VG : C’est important que les
gens sachent dans quelle association ils mettent les pieds, ce à quoi ils
s’engagent et ce qui est prévu pour les volontaires en termes
d’assurances, d’indemnités, de secret professionnel… Au départ, la loi
était plus exigeante à l’égard des organisations en leur imposant de
remettre à chaque volontaire une note d’organisation personnalisée
comportant plusieurs mentions obligatoires. Cela a provoqué une levée de
boucliers sur le terrain. Les modifications ont apporté plus de souplesse
quant à la manière d’informer les volontaires (revue des membres, site
internet, dépliant, affichage dans un local…).
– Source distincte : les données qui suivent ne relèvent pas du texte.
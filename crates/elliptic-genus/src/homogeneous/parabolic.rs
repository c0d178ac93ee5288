//! Parabolic subgroups given by crossed Dynkin diagrams.

use std::collections::{BTreeMap, BTreeSet};
use std::fmt;

use num_bigint::BigInt;
use tracing::debug;

use crate::algebra::Rational;
use crate::error::{Error, Result};
use crate::lie::freudenthal::{weight_multiplicities, WeightedRoot};
use crate::lie::{dot, orbit, CartanType, Family, LeviType, Root, RootSystem, WeylElement};

/// The parabolic subgroup `P ⊂ G` whose Levi factor is obtained by deleting
/// the crossed nodes of the Dynkin diagram of `G`.
///
/// Nodes are numbered from 1, following Bourbaki.
#[derive(Clone, Debug)]
pub struct ParabolicSubgroup {
    group: CartanType,
    levi: LeviType,
    crossed: Vec<usize>,
    system: RootSystem,
    levi_nodes: Vec<usize>,
    levi_roots: Vec<usize>,
    tangent_roots: Vec<usize>,
    cosets: Vec<WeylElement>,
}

impl PartialEq for ParabolicSubgroup {
    fn eq(&self, other: &Self) -> bool {
        self.group == other.group && self.crossed == other.crossed
    }
}

impl ParabolicSubgroup {
    /// Builds the parabolic subgroup of `group` with Levi type `levi` and
    /// the given crossed nodes.
    ///
    /// # Errors
    ///
    /// - [`Error::UnsupportedCartanType`] for exceptional groups other than `G2`;
    /// - [`Error::InvalidNodes`] when a node is out of range or repeated;
    /// - [`Error::LeviMismatch`] when `levi` is not the type of the uncrossed sub-diagram.
    pub fn new(group: CartanType, levi: LeviType, crossed_nodes: &[usize]) -> Result<Self> {
        let system = RootSystem::new(group)?;
        let rank = system.rank();
        let crossed: BTreeSet<usize> = crossed_nodes.iter().copied().collect();
        if crossed.len() != crossed_nodes.len() || crossed.iter().any(|&n| n == 0 || n > rank) {
            return Err(Error::InvalidNodes {
                nodes: crossed_nodes.to_vec(),
                rank,
            });
        }

        let levi_nodes: Vec<usize> = (0..rank).filter(|i| !crossed.contains(&(i + 1))).collect();
        let derived = classify(&system, &levi_nodes)?;
        if !derived.is_isomorphic(&levi) {
            return Err(Error::LeviMismatch {
                expected: derived.to_string(),
                found: levi.to_string(),
            });
        }

        let (levi_roots, tangent_roots): (Vec<usize>, Vec<usize>) =
            (0..system.positive_roots().len()).partition(|&k| {
                let root = &system.positive_roots()[k];
                crossed.iter().all(|&c| root.expansion[c - 1] == 0)
            });

        let mut anchor = vec![Rational::default(); system.ambient_dimension()];
        for &c in &crossed {
            for (a, w) in anchor.iter_mut().zip(&system.fundamental_weights()[c - 1]) {
                *a += w;
            }
        }
        let cosets: Vec<WeylElement> = orbit(&system, &anchor)
            .into_iter()
            .map(|(_, w)| w)
            .collect();
        debug!(
            group = %group,
            levi = %levi,
            cosets = cosets.len(),
            "enumerated coset representatives"
        );

        Ok(Self {
            group,
            levi,
            crossed: crossed.into_iter().collect(),
            system,
            levi_nodes,
            levi_roots,
            tangent_roots,
            cosets,
        })
    }

    /// Builds the parabolic subgroup with the Levi type read off the diagram.
    ///
    /// # Errors
    ///
    /// Same as [`ParabolicSubgroup::new`], minus the Levi check.
    pub fn from_crossed_nodes(group: CartanType, crossed_nodes: &[usize]) -> Result<Self> {
        let system = RootSystem::new(group)?;
        let rank = system.rank();
        let levi_nodes: Vec<usize> = (0..rank)
            .filter(|i| !crossed_nodes.contains(&(i + 1)))
            .collect();
        let levi = classify(&system, &levi_nodes)?;
        Self::new(group, levi, crossed_nodes)
    }

    /// The ambient group `G`.
    #[must_use]
    pub fn group(&self) -> CartanType {
        self.group
    }

    /// The Levi type as declared.
    #[must_use]
    pub fn levi(&self) -> &LeviType {
        &self.levi
    }

    /// Crossed nodes, sorted, 1-indexed.
    #[must_use]
    pub fn crossed_nodes(&self) -> &[usize] {
        &self.crossed
    }

    /// The root system of `G`.
    #[must_use]
    pub fn root_system(&self) -> &RootSystem {
        &self.system
    }

    /// Simple roots of the Levi factor, in ambient coordinates.
    pub fn levi_simple_roots(&self) -> impl Iterator<Item = &Vec<Rational>> {
        self.levi_nodes
            .iter()
            .map(move |&i| &self.system.simple_roots()[i])
    }

    /// Positive roots of the Levi factor.
    pub fn levi_positive_roots(&self) -> impl Iterator<Item = &Root> {
        self.levi_roots
            .iter()
            .map(move |&k| &self.system.positive_roots()[k])
    }

    /// `Φ⁺ \ Φ_L⁺`, the weights of the tangent space at the base point.
    pub fn tangent_roots(&self) -> impl Iterator<Item = &Root> {
        self.tangent_roots
            .iter()
            .map(move |&k| &self.system.positive_roots()[k])
    }

    /// Number of tangent roots, the dimension of `G/P`.
    #[must_use]
    pub fn dimension(&self) -> usize {
        self.tangent_roots.len()
    }

    /// Minimal-length representatives of `W/W_L`.
    #[must_use]
    pub fn coset_representatives(&self) -> &[WeylElement] {
        &self.cosets
    }

    /// `|W(G)|`
    #[must_use]
    pub fn weyl_group_order(&self) -> BigInt {
        self.group.weyl_group_order()
    }

    /// `|W(L)|`
    #[must_use]
    pub fn levi_weyl_group_order(&self) -> BigInt {
        self.levi.weyl_group_order()
    }

    /// Weights of the irreducible `L`-representation with highest weight
    /// `Σ highest_weight[i] ω_{i+1}`, with multiplicities.
    ///
    /// # Errors
    ///
    /// Returns [`Error::InvalidWeight`] when the weight has the wrong number
    /// of coordinates or a negative coordinate on an uncrossed node.
    pub fn weight_multiplicities(
        &self,
        highest_weight: &[i64],
    ) -> Result<BTreeMap<Vec<Rational>, usize>> {
        let ambient = self.system.weight(highest_weight)?;
        if let Some(&node) = self.levi_nodes.iter().find(|&&i| highest_weight[i] < 0) {
            return Err(Error::InvalidWeight {
                weight: highest_weight.to_vec(),
                reason: format!("not dominant for the Levi factor at node {}", node + 1),
            });
        }
        let simple: Vec<Vec<Rational>> = self.levi_simple_roots().cloned().collect();
        let positive: Vec<WeightedRoot> = self
            .levi_positive_roots()
            .map(|root| WeightedRoot {
                coordinates: root.coordinates.clone(),
                height: root.expansion.iter().map(|&k| k.unsigned_abs() as usize).sum(),
            })
            .collect();
        weight_multiplicities(&ambient, &simple, &positive)
    }

    /// ASCII picture of the Dynkin diagram, crossed nodes drawn as `X`.
    #[must_use]
    pub fn dynkin_diagram(&self) -> String {
        let rank = self.system.rank();
        let node = |i: usize| if self.crossed.contains(&(i + 1)) { 'X' } else { 'O' };
        let bond = |i: usize| match (self.group.family(), i + 2 == rank) {
            (Family::B, true) => "=>=",
            (Family::C, true) => "=<=",
            (Family::G, _) => "≡<≡",
            _ => "---",
        };
        let chain_len = if self.group.family() == Family::D { rank - 1 } else { rank };

        let mut line = String::new();
        let mut labels = String::new();
        for i in 0..chain_len {
            if i > 0 {
                line.push_str(bond(i - 1));
            }
            line.push(node(i));
            labels.push_str(&format!("{:<4}", i + 1));
        }
        if self.group.family() != Family::D {
            return format!("{line}\n{}", labels.trim_end());
        }
        let column = 4 * rank.saturating_sub(3);
        let pad = " ".repeat(column);
        format!(
            "{line}\n{pad}|\n{pad}{}\n{}  ({} attached to {})",
            node(rank - 1),
            labels.trim_end(),
            rank,
            rank.saturating_sub(2).max(1)
        )
    }
}

impl fmt::Display for ParabolicSubgroup {
    fn fmt(&self, f: &mut fmt::Formatter<'_>) -> fmt::Result {
        write!(
            f,
            "{}/P with Levi {} (crossed {:?})",
            self.group, self.levi, self.crossed
        )
    }
}

/// Type of the sub-diagram on `nodes` (0-indexed).
fn classify(system: &RootSystem, nodes: &[usize]) -> Result<LeviType> {
    let cartan = system.cartan_matrix();
    let simple = system.simple_roots();
    let mut remaining: BTreeSet<usize> = nodes.iter().copied().collect();
    let mut components = Vec::new();
    while let Some(&start) = remaining.iter().next() {
        let mut component = vec![start];
        remaining.remove(&start);
        let mut frontier = vec![start];
        while let Some(i) = frontier.pop() {
            let linked: Vec<usize> = remaining
                .iter()
                .copied()
                .filter(|&j| cartan[i][j] != 0)
                .collect();
            for j in linked {
                remaining.remove(&j);
                component.push(j);
                frontier.push(j);
            }
        }

        let size = component.len();
        let bonds: Vec<i64> = component
            .iter()
            .flat_map(|&i| component.iter().filter(move |&&j| i < j).map(move |&j| (i, j)))
            .map(|(i, j)| cartan[i][j] * cartan[j][i])
            .filter(|&b| b != 0)
            .collect();
        let max_degree = component
            .iter()
            .map(|&i| component.iter().filter(|&&j| j != i && cartan[i][j] != 0).count())
            .max()
            .unwrap_or(0);

        let family = if size == 1 {
            Family::A
        } else if bonds.contains(&3) {
            Family::G
        } else if bonds.contains(&2) {
            let lengths: Vec<Rational> = component
                .iter()
                .map(|&i| dot(&simple[i], &simple[i]))
                .collect();
            let shortest = lengths.iter().min().cloned().unwrap_or_default();
            if lengths.iter().filter(|&l| *l == shortest).count() == 1 {
                Family::B
            } else {
                Family::C
            }
        } else if max_degree >= 3 {
            Family::D
        } else {
            Family::A
        };
        components.push(CartanType::new(family, size)?);
    }
    Ok(LeviType::new(components))
}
Mais le principe du devoir
d’information reste heureusement acquis (3).
EM :
Un important volet de cette loi concerne la responsabilité du volontaire
et les assurances. Outre le risque que la personne court elle-même, le
danger du volontariat réside en effet dans le risque qu’elle fait courir
aux autres dans l’exercice de ses activités. Comment est-ce réglé?
VG : Ce volet n’entrera
en vigueur qu’en janvier 2007 et l’on ne connaît pas encore les modalités
pratiques, les arrêtés devant encore être publiés au Moniteur belge. Mais
on va calquer la responsabilité du volontaire sur celle du travailleur
rémunéré dans le cadre de son travail. Ainsi, l’association sera tenue
responsable des dommages causés par le volontaire à des tiers dans
l’exercice de son volontariat, sauf en cas de dol, de faute grave ou de
faute légère habituelle ou répétée du volontaire. L’association devra donc
contracter une assurance afin de couvrir au minimum la responsabilité
civile de l’organisation. Mais ceci ne vaut que pour les associations
structurées et encadrées. Pour les initiatives de taille réduite ou
temporaires, le régime de droit commun sera en principe d’application : le
volontaire doit réparer sa faute en recourant à son patrimoine propre ou à
la couverture offerte par son assurance familiale. D’où l’enjeu de
l’obligation d’information de l’association à l’égard de ses volontaires
en matière de responsabilité et d’assurance : ceux-ci doivent être
informés des risques éventuels et prendre une décision éclairée en ce qui
concerne le souscription d’une assurance familiale.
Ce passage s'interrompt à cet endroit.